Consider making your gardens frog friendly. Frogs require very little: food to eat, a certain amount of humidity and shade, a place to breed and reproduce, and a cool hiding spot. Mulch and compost will attract insects to your garden and frogs love them. In fact, they’ll keep insects from destroying the plants in your beds. Slugs, snails, beetles, mosquitoes, cockroaches, moths and flies are some of their favorite fare.

To create a frog friendly environment in your garden, consider a small pond. Any clean, non-metallic container can be used to hold water. Even a child’s plastic wading pool can be used. Covering the bottom with beach rock or river stones makes an attractive little pool that can stay above ground, or be buried. Water should be free of chemicals, including chlorine. (Let chlorinated water stand in the sun for a few days to let the chlorine dissipate.) Spare, chemical-free water should be kept on hand to top up your pool as water evaporates. Ground dwelling frogs need a rough slope they can climb easily, or they may drown. A slant of rocks or branches leading from the water will work.

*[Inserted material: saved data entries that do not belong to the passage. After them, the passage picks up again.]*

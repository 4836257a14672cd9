use rand::SeedableRng;
use rand::rngs::StdRng;
use rand::seq::SliceRandom;
use thiserror::Error;
use tracing::info;

use crate::forest::{Classifier, ClassProbabilities, ForestConfig, ForestError, RandomForest};
use crate::metrics::{ClassificationReport, ProbMetrics, evaluate_probs};
use crate::preprocess::{FeatureVector, MatchExample, MatchResult};

pub const EVAL_FRACTION: f64 = 0.2;
pub const SPLIT_SEED: u64 = 42;

#[derive(Debug, Error)]
pub enum TrainingError {
    #[error("need at least 2 examples to split, got {0}")]
    TooFewExamples(usize),

    #[error(transparent)]
    Forest(#[from] ForestError),
}

#[derive(Debug, Clone)]
pub struct Split {
    pub train: Vec<MatchExample>,
    pub eval: Vec<MatchExample>,
}

/// Seeded shuffle of the example indices; the first `ceil(n * fraction)`
/// go to evaluation, the rest to training.
pub fn train_eval_split(examples: &[MatchExample], fraction: f64, seed: u64) -> Split {
    let n = examples.len();
    let mut order: Vec<usize> = (0..n).collect();
    let mut rng = StdRng::seed_from_u64(seed);
    order.shuffle(&mut rng);

    let n_eval = ((n as f64) * fraction).ceil() as usize;
    let n_eval = n_eval.min(n);
    let eval = order[..n_eval].iter().map(|i| examples[*i]).collect();
    let train = order[n_eval..].iter().map(|i| examples[*i]).collect();
    Split { train, eval }
}

#[derive(Debug, Clone)]
pub struct Evaluation {
    pub report: ClassificationReport,
    pub probs: ProbMetrics,
}

pub fn evaluate(model: &dyn Classifier, examples: &[MatchExample]) -> Evaluation {
    let actual: Vec<MatchResult> = examples.iter().map(|e| e.result).collect();
    let probs: Vec<ClassProbabilities> = examples
        .iter()
        .map(|e| model.predict_probability(&e.features()))
        .collect();
    let predicted: Vec<MatchResult> = examples.iter().map(|e| model.predict(&e.features())).collect();

    Evaluation {
        report: ClassificationReport::compute(&actual, &predicted),
        probs: evaluate_probs(&probs, &actual),
    }
}

#[derive(Debug, Clone)]
pub struct TrainingOutcome {
    pub model: RandomForest,
    pub train_rows: usize,
    pub eval_rows: usize,
    pub evaluation: Evaluation,
}

impl TrainingOutcome {
    pub fn accuracy(&self) -> f64 {
        self.evaluation.report.accuracy
    }
}

pub fn train(examples: &[MatchExample], config: ForestConfig) -> Result<TrainingOutcome, TrainingError> {
    if examples.len() < 2 {
        return Err(TrainingError::TooFewExamples(examples.len()));
    }

    let split = train_eval_split(examples, EVAL_FRACTION, SPLIT_SEED);
    let features: Vec<FeatureVector> = split.train.iter().map(MatchExample::features).collect();
    let labels: Vec<MatchResult> = split.train.iter().map(|e| e.result).collect();

    info!(
        train = split.train.len(),
        eval = split.eval.len(),
        trees = config.n_estimators,
        seed = config.seed,
        "fitting random forest"
    );
    let model = RandomForest::fit(&features, &labels, config)?;
    let evaluation = evaluate(&model, &split.eval);
    info!(
        accuracy = evaluation.report.accuracy,
        brier = evaluation.probs.brier,
        log_loss = evaluation.probs.log_loss,
        nodes = model.total_nodes(),
        "evaluation complete"
    );

    Ok(TrainingOutcome {
        model,
        train_rows: split.train.len(),
        eval_rows: split.eval.len(),
        evaluation,
    })
}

If you prefer, you can buy a pond kit. They come in various sizes, with and without recirculating pumps. We bought my Dad the pond kit below for Christmas one year. It’s fairly small, but large enough to make an attractive water feature in his garden — the birds love it too! This kit came from Sears and was priced at just over $100. Most garden centers and hardware stores carry the same, or similar, kits.

8 x 10 pond kit with recirculating pump

Many irises, lilies, violets, rushes, some hostas, and dwarf cattails are a few of the plants that do very well around the perimeter of a pond and will provide shelter and shade for frogs. Floating water plants, such as water lilies, provide an easy resting place for the critters once they leave the water.

A couple of considerations while creating a froggy habitat — while you want a certain amount of shade, your frog pond also needs sun, so keep the position and density of your trees in mind when selecting a spot for this water feature. Avoid using any chemicals around your frog pond as insecticides and chemical fertilizers are easily absorbed through a frog’s skin and they may eat poisoned insects. And keep your pond free of debris, such as fallen leaves and twigs, or mown grass.

Things we have done to the environment have negatively affected frogs and their habitats. We drain marshes, fill in bogs, pollute streams, and clear cut forests, destroying areas where frogs normally live and breed. It’s a LEAP year! Be a friend and invite some frogs to your garden this summer.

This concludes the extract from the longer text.